Violent incendie dans une usine rue Croulebarbe - 1911

Violent incendie dans une usine rue Croulebarbe

Le Petit-Journal — 7 août 1910

Un violent incendie a éclaté, hier soir, vers neuf heures et demie, dans le treizième arrondissement.

Au 51 de la rue Croulebarbe sont installés, sur une très vaste étendue, les différents ateliers de polissage et de construction mécanique de M. Bizet.

Cour de l'usine Bizet et Dubois, rue Croulebarbe, n° 47 - F.Abeillé, Dessinateur - Entre 1890 et 1900
CC0 Paris Musées / Musée Carnavalet

Ces ateliers, construits en bois, sont, assez rapprochés les uns des autres et occupent le terrain compris d'une part entre l'école Estienne et le boulevard Blanqui, et de l'autre, par une brasserie et la rue Croulebarbe.

Il était environ neuf heures trente-cinq du soir, quand un voisin, M. Foulonneau, qui rentrait chez lui, aperçut une fumée, épaisse s'échapper de l'atelier-de polissage appartenant à M. Habert, car M. Bizet fournit également la force motrice à de petits industriels.

M. Foulonneau alla donc en hâte réveiller le concierge de l'usine, M. Canais, qui, lui-même, donna l'alarme.

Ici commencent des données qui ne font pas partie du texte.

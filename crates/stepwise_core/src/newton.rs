use crate::error::{Result, SolverError};
use crate::traits::{JacobianFunction, ResidualFunction};
use nalgebra::{DMatrix, DVector};
use serde::{Deserialize, Serialize};
use tracing::debug;

/// Stopping rule for [`newton_raphson`]. Convergence is judged on the size of
/// the update ‖Δ‖₂, not on the residual.
#[derive(Debug, Clone, Copy, PartialEq, Serialize, Deserialize)]
#[serde(default)]
pub struct NewtonSettings {
    pub tolerance: f64,
    pub max_steps: usize,
}

impl Default for NewtonSettings {
    fn default() -> Self {
        Self {
            tolerance: 1e-6,
            max_steps: 20,
        }
    }
}

#[derive(Debug, Clone, PartialEq, Serialize, Deserialize)]
pub struct NewtonResult {
    pub state: Vec<f64>,
    pub iterations: usize,
    /// Norm of the final accepted update.
    pub step_norm: f64,
    /// ‖F(state)‖₂ at the returned point.
    pub residual_norm: f64,
}

impl NewtonResult {
    pub fn solution(&self) -> DVector<f64> {
        DVector::from_column_slice(&self.state)
    }
}

/// Solves F(v) = 0 by Newton-Raphson, starting from a copy of `initial_guess`.
///
/// Each iteration solves J(v)·Δ = -F(v) and sets v += Δ; the iterate is
/// returned as soon as ‖Δ‖₂ < `tolerance`. A residual with non-finite entries
/// ends the run with [`SolverError::Convergence`] and a NaN step norm.
pub fn newton_raphson<F, J>(
    residual: &F,
    jacobian: &J,
    initial_guess: &[f64],
    settings: NewtonSettings,
) -> Result<NewtonResult>
where
    F: ResidualFunction,
    J: JacobianFunction,
{
    let dim = initial_guess.len();
    if dim == 0 {
        return Err(SolverError::invalid(
            "initial_guess",
            "system has zero dimension",
        ));
    }
    if settings.max_steps == 0 {
        return Err(SolverError::invalid(
            "max_steps",
            "max_steps must be greater than zero",
        ));
    }
    if !settings.tolerance.is_finite() || settings.tolerance <= 0.0 {
        return Err(SolverError::invalid(
            "tolerance",
            format!("tolerance must be positive, got {}", settings.tolerance),
        ));
    }

    let mut state = DVector::from_column_slice(initial_guess);
    let mut step_norm = f64::INFINITY;

    for iteration in 1..=settings.max_steps {
        let f = evaluate_residual(residual, &state)?;
        if f.iter().any(|v| !v.is_finite()) {
            // A non-finite residual can only produce a non-finite update.
            debug!(iteration, "non-finite residual");
            return Err(SolverError::Convergence {
                max_steps: settings.max_steps,
                step_norm: f64::NAN,
            });
        }
        let j = evaluate_jacobian(jacobian, &state)?;
        let delta =
            solve_linear_system(j, -f).ok_or(SolverError::SingularJacobian { iteration })?;

        state += &delta;
        step_norm = delta.norm();
        debug!(iteration, step_norm, "newton step");

        if step_norm < settings.tolerance {
            let residual_norm = evaluate_residual(residual, &state)?.norm();
            return Ok(NewtonResult {
                state: state.iter().copied().collect(),
                iterations: iteration,
                step_norm,
                residual_norm,
            });
        }
    }

    Err(SolverError::Convergence {
        max_steps: settings.max_steps,
        step_norm,
    })
}

fn evaluate_residual<F: ResidualFunction>(
    residual: &F,
    state: &DVector<f64>,
) -> Result<DVector<f64>> {
    let out = residual.residual(state);
    if out.len() != state.len() {
        return Err(SolverError::DimensionMismatch {
            what: "residual",
            expected: state.len(),
            got: out.len(),
        });
    }
    Ok(out)
}

fn evaluate_jacobian<J: JacobianFunction>(
    jacobian: &J,
    state: &DVector<f64>,
) -> Result<DMatrix<f64>> {
    let dim = state.len();
    let out = jacobian.jacobian(state);
    if out.nrows() != dim {
        return Err(SolverError::DimensionMismatch {
            what: "jacobian rows",
            expected: dim,
            got: out.nrows(),
        });
    }
    if out.ncols() != dim {
        return Err(SolverError::DimensionMismatch {
            what: "jacobian columns",
            expected: dim,
            got: out.ncols(),
        });
    }
    Ok(out)
}

/// LU solve with partial pivoting. Returns `None` when the matrix is
/// numerically singular: a zero or negligible pivot relative to the largest
/// one, or any non-finite entry in the matrix or the solution.
fn solve_linear_system(matrix: DMatrix<f64>, rhs: DVector<f64>) -> Option<DVector<f64>> {
    if matrix.iter().any(|v| !v.is_finite()) {
        return None;
    }
    let dim = matrix.nrows();
    let lu = matrix.lu();

    let u = lu.u();
    let pivots = (0..dim).map(|i| u[(i, i)].abs());
    let (min_pivot, max_pivot) = pivots.fold((f64::INFINITY, 0.0_f64), |(lo, hi), p| {
        (lo.min(p), hi.max(p))
    });
    if max_pivot == 0.0 || min_pivot <= max_pivot * f64::EPSILON * dim as f64 {
        return None;
    }

    lu.solve(&rhs).filter(|x| x.iter().all(|v| v.is_finite()))
}

/// Forward-difference approximation of the Jacobian of `residual`.
///
/// Column j uses the step `step * max(1, |v_j|)`.
#[derive(Debug, Clone, Copy)]
pub struct ForwardDifference<'a, F> {
    residual: &'a F,
    step: f64,
}

impl<'a, F: ResidualFunction> ForwardDifference<'a, F> {
    pub const DEFAULT_STEP: f64 = 1e-7;

    pub fn new(residual: &'a F) -> Self {
        Self {
            residual,
            step: Self::DEFAULT_STEP,
        }
    }

    pub fn with_step(residual: &'a F, step: f64) -> Self {
        Self { residual, step }
    }
}

impl<F: ResidualFunction> JacobianFunction for ForwardDifference<'_, F> {
    fn jacobian(&self, v: &DVector<f64>) -> DMatrix<f64> {
        let dim = v.len();
        let f0 = self.residual.residual(v);
        let mut jacobian = DMatrix::zeros(f0.len(), dim);
        let mut perturbed = v.clone();

        for j in 0..dim {
            let h = self.step * v[j].abs().max(1.0);
            perturbed[j] = v[j] + h;
            let f1 = self.residual.residual(&perturbed);
            for i in 0..f0.len().min(f1.len()) {
                jacobian[(i, j)] = (f1[i] - f0[i]) / h;
            }
            perturbed[j] = v[j];
        }

        jacobian
    }
}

L'agent Decamp et un autre voisin, M. Lucien Philippe, en attendant l'arrivée des pompiers, s'élancèrent dans les bureaux de M. Bizet, qui menaçaient de s'embraser et sauvèrent en hâte la comptabilité de la maison.

Comme elle était très volumineuse, d’autres voisins, MM. Dupart, Beau, Fouet et Ronet, aidèrent généreusement les sauveteurs dans leur besogne.

Bientôt arrivèrent les pompiers des casernes de Port-Royal, des rues Jeanne-d'Arc, Poissy et Didot, mais on ne conserva que les pompes des deux premières casernes.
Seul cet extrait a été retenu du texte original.